## Directions
Across the data below, count every line where the string "response" appears. Answer with the number alone.

## Data excerpts
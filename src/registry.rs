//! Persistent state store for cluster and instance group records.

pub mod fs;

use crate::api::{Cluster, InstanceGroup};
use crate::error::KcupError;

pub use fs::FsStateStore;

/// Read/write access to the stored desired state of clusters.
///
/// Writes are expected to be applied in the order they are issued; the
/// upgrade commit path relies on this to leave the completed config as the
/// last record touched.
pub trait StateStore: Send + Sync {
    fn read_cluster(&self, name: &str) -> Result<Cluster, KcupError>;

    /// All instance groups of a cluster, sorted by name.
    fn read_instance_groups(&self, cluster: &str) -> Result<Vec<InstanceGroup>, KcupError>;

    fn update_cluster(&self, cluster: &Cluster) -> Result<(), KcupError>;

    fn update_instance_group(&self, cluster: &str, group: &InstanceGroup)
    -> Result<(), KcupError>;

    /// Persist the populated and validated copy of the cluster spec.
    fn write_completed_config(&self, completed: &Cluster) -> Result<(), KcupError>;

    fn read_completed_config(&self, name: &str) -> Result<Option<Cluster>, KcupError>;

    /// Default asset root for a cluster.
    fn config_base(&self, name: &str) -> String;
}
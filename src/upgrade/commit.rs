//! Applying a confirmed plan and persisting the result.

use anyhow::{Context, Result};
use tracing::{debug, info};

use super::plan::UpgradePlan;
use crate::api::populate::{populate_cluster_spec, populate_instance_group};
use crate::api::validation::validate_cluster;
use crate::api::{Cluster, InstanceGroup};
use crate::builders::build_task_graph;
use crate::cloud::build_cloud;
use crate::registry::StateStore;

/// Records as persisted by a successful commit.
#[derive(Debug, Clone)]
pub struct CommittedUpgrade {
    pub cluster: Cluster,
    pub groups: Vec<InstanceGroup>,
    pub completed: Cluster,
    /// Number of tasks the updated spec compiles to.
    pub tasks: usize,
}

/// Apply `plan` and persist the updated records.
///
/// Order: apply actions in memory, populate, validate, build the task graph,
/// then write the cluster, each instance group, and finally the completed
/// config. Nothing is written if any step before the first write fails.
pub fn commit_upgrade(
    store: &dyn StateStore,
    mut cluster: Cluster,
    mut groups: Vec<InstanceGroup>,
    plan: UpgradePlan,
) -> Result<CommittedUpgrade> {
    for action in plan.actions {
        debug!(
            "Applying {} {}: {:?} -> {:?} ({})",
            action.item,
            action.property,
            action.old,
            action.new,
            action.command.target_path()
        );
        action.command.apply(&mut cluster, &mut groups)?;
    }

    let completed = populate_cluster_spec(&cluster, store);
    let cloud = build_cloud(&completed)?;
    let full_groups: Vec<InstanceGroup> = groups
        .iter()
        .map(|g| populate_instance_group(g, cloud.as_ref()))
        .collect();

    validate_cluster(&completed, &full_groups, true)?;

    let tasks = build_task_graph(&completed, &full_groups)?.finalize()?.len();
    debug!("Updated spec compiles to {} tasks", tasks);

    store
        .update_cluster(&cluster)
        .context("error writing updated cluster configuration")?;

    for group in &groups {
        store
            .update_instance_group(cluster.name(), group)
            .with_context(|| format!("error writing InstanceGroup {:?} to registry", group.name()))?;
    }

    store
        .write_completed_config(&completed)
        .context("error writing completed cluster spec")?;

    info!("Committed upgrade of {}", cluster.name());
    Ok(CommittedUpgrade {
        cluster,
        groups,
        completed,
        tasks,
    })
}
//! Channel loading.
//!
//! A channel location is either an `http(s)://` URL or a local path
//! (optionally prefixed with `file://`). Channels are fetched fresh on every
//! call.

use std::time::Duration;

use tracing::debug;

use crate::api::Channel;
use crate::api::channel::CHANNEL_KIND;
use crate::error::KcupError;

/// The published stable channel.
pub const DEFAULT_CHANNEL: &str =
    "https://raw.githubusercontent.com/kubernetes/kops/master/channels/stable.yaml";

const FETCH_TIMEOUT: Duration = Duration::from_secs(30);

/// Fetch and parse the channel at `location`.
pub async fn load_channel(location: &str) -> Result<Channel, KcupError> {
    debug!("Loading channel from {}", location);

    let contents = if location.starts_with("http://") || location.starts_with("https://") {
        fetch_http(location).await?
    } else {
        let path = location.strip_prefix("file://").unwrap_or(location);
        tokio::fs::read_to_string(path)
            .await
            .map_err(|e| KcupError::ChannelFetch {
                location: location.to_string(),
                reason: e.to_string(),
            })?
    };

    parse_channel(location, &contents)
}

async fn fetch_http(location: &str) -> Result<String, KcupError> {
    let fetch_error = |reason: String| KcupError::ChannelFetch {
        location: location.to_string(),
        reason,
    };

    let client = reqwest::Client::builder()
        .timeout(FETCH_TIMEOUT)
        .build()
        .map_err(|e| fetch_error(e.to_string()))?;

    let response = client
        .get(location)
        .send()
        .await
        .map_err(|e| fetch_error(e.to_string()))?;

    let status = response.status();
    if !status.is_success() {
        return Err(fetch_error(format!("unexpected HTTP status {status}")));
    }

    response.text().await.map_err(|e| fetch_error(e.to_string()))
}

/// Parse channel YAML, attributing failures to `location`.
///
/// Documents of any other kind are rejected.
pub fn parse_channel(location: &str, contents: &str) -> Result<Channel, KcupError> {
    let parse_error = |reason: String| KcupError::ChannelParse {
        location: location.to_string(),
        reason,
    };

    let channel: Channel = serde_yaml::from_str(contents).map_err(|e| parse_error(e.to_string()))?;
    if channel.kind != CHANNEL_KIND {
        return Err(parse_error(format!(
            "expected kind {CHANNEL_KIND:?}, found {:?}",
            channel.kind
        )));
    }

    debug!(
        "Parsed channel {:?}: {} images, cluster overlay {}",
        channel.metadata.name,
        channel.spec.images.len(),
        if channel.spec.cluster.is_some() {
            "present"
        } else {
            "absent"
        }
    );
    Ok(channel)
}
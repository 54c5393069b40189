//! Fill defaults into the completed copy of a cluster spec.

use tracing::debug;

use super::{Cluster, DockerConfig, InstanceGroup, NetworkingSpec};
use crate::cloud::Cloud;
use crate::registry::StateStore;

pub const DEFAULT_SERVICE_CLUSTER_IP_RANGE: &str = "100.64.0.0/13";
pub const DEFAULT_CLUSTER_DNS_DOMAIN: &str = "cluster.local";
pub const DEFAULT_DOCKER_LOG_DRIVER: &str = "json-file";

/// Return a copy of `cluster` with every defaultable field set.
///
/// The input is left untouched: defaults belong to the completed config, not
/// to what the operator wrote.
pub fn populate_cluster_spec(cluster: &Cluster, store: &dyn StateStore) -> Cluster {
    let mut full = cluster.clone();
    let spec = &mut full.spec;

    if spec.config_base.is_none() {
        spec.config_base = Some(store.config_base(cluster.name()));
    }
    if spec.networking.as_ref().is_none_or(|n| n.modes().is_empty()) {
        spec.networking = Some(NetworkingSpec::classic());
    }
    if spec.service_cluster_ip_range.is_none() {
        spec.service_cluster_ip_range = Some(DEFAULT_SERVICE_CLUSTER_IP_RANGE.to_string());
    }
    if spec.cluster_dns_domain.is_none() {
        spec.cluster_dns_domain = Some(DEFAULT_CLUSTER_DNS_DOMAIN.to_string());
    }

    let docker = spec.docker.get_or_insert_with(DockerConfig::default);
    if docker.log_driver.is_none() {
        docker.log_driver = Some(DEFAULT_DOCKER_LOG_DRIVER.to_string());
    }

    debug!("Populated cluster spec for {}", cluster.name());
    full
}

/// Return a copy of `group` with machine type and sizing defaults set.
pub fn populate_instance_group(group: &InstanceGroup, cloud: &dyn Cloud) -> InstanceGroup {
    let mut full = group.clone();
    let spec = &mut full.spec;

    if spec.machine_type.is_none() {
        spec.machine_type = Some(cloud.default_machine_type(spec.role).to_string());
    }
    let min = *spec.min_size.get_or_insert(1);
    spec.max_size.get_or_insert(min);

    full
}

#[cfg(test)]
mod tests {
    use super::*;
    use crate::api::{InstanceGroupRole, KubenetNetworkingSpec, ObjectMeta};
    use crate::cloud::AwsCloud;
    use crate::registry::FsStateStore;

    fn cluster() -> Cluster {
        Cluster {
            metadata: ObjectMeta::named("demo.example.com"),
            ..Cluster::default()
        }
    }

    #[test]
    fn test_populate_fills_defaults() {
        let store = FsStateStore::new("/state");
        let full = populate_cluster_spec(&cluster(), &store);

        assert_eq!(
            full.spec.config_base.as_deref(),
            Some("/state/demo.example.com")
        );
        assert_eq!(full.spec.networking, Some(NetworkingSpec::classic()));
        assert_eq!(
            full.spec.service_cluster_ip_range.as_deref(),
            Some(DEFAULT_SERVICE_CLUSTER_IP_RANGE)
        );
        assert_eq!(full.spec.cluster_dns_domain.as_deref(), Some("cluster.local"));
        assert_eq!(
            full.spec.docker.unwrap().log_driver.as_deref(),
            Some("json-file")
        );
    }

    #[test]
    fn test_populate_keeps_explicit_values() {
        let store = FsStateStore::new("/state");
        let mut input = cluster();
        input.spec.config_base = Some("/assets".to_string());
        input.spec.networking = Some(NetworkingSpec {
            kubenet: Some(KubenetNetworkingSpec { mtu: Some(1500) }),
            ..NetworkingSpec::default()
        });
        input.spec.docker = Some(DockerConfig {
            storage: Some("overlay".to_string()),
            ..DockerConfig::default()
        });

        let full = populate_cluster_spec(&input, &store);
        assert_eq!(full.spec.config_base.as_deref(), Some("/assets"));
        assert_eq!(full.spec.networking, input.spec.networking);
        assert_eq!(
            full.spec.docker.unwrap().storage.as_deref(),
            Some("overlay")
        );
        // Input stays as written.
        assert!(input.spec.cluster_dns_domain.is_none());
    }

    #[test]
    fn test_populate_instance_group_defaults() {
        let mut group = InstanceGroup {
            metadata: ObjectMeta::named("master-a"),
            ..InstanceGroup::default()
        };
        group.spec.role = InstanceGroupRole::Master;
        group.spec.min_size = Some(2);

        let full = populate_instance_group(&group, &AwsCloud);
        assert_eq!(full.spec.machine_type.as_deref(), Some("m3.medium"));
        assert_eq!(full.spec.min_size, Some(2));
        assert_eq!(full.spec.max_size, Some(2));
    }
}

## Answer to this task
3